Agriculture is the most important source of income and paddy is the major crop of which 55,000 acres are cultivated. Other sources of revenue include the service sector and small businesses.

== Transport and communication ==
This town is well connected via road with major towns and cities in Sri Lanka. A31 road runs through Sammanthurai. Bus service is available to the nearby cities of Kalmunai, Ampara and Batticaloa. The state-owned Sri Lanka Transport Board provides regular passenger services.

== Infrastructure ==
Sammanthurai houses a government hospital along with private hospitals/clinics. The police station serves the town as well as the surrounding villages. Government establishments like the post office, magistrates' court, Pradeshiya Shaba, Ceylon Electricity Board, Sri Lanka Transport Board Bus Depot, Rice Research Station and Divisional Secretariats of Sri Lanka are based in the town.

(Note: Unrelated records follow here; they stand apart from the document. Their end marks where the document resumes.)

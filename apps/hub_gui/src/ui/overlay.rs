//! Mentor overlay: centered modal window with the auto-playing clip, a
//! close control, and the continue-to-dashboard action. Rendered above
//! whichever screen is current.

use std::time::Duration;

use eframe::egui;
use hub_core::HubIntent;

use crate::media::playback::{frame_color_image, ClipPlayback, ClipState};
use crate::ui::theme;

const MEDIA_WIDTH: f32 = 400.0;
const MAX_MEDIA_HEIGHT: f32 = 420.0;

pub fn show(ctx: &egui::Context, clip: &mut ClipState) -> Option<HubIntent> {
    let palette = theme::palette();
    let mut intent = None;

    let window_frame = egui::Frame::NONE
        .fill(theme::lighten_color(palette.app_background, 0.05))
        .stroke(egui::Stroke::new(1.0, palette.card_stroke))
        .corner_radius(14.0)
        .inner_margin(egui::Margin::symmetric(14, 12));

    egui::Window::new("mentor_overlay")
        .title_bar(false)
        .frame(window_frame)
        .resizable(false)
        .collapsible(false)
        .anchor(egui::Align2::CENTER_CENTER, egui::Vec2::ZERO)
        .default_width(MEDIA_WIDTH + 30.0)
        .show(ctx, |ui| {
            ui.horizontal(|ui| {
                ui.label(
                    egui::RichText::new("AI Mentor PRJCTR")
                        .strong()
                        .color(palette.text_primary),
                );
                ui.with_layout(egui::Layout::right_to_left(egui::Align::Center), |ui| {
                    if ui.small_button("✕").clicked() {
                        intent = Some(HubIntent::DismissOverlay);
                    }
                });
            });
            ui.separator();

            show_media_frame(ui, clip);

            ui.add_space(8.0);
            ui.vertical_centered(|ui| {
                ui.label(
                    egui::RichText::new("I'm AI Mentor PRJCTR. Let me show how the AI hub works.")
                        .color(palette.text_weak),
                );
                ui.add_space(8.0);
                ui.horizontal(|ui| {
                    // Rough centering for the two-button row.
                    ui.add_space((ui.available_width() - 240.0).max(0.0) / 2.0);
                    let continue_button = egui::Button::new(
                        egui::RichText::new("Enter dashboard")
                            .strong()
                            .color(palette.accent_text),
                    )
                    .fill(palette.accent)
                    .corner_radius(999.0);
                    if ui.add(continue_button).clicked() {
                        intent = Some(HubIntent::ConfirmOverlay);
                    }
                    let close_button = egui::Button::new(
                        egui::RichText::new("Close").color(palette.text_weak),
                    )
                    .fill(palette.card_fill)
                    .stroke(egui::Stroke::new(1.0, palette.card_stroke))
                    .corner_radius(999.0);
                    if ui.add(close_button).clicked() {
                        intent = Some(HubIntent::DismissOverlay);
                    }
                });
            });
        });

    intent
}

fn show_media_frame(ui: &mut egui::Ui, clip: &mut ClipState) {
    match clip {
        ClipState::NotRequested | ClipState::Loading => {
            empty_media_frame(ui, "Loading mentor clip…");
        }
        ClipState::Failed(_) => {
            // Degraded but usable: the frame stays, the controls around it
            // keep working.
            empty_media_frame(ui, "Mentor clip unavailable");
        }
        ClipState::Ready(playback) => show_playback(ui, playback),
    }
}

fn show_playback(ui: &mut egui::Ui, playback: &mut ClipPlayback) {
    let palette = theme::palette();
    let now = ui.input(|i| i.time);

    let frame_changed = playback.advance(now);
    if playback.texture.is_none() {
        let image = frame_color_image(playback.current());
        playback.texture =
            Some(ui.ctx()
                .load_texture("mentor_clip", image, egui::TextureOptions::LINEAR));
    } else if frame_changed {
        let image = frame_color_image(playback.current());
        if let Some(texture) = playback.texture.as_mut() {
            texture.set(image, egui::TextureOptions::LINEAR);
        }
    }
    if playback.is_playing() {
        ui.ctx().request_repaint_after(Duration::from_millis(16));
    }

    let (width, height) = playback.size();
    let scale = (MEDIA_WIDTH / width as f32).min(MAX_MEDIA_HEIGHT / height as f32);
    let size = egui::vec2(width as f32 * scale, height as f32 * scale);

    egui::Frame::NONE
        .fill(palette.media_backdrop)
        .corner_radius(10.0)
        .show(ui, |ui| {
            ui.vertical_centered(|ui| {
                if let Some(texture) = &playback.texture {
                    ui.add(egui::Image::new(texture).fit_to_exact_size(size));
                }
            });
        });

    ui.add_space(6.0);
    ui.horizontal(|ui| {
        let toggle_label = if playback.is_playing() { "⏸ Pause" } else { "▶ Play" };
        if ui.small_button(toggle_label).clicked() {
            let resume = !playback.is_playing();
            playback.set_playing(resume, now);
        }
        if ui.small_button("⟲ Restart").clicked() {
            playback.restart();
        }
    });
}

fn empty_media_frame(ui: &mut egui::Ui, caption: &str) {
    let palette = theme::palette();
    let (rect, _) = ui.allocate_exact_size(
        egui::vec2(MEDIA_WIDTH, MEDIA_WIDTH * 9.0 / 16.0),
        egui::Sense::hover(),
    );
    let painter = ui.painter();
    painter.rect_filled(rect, 10.0, palette.media_backdrop);
    painter.text(
        rect.center(),
        egui::Align2::CENTER_CENTER,
        caption,
        egui::FontId::proportional(13.0),
        palette.text_weak,
    );
}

In addition, Group Action For Social Order (GAFSO) and Centre for Peace Studies (CPS) Sri Lanka are the national non-governmental organizations (NGOs) headquartered in Sammanthurai.

== Sports ==
Sammanthurai is home to a sports complex, a public playground and many public school playgrounds.

== Environmental issues ==
The post-tsunami and post-war development activities and subsequent resettlement programs have contributed to air pollution in this area. In addition, solid waste generation, contaminated water and mosquito breeding, have caused much damage to peoples’ health.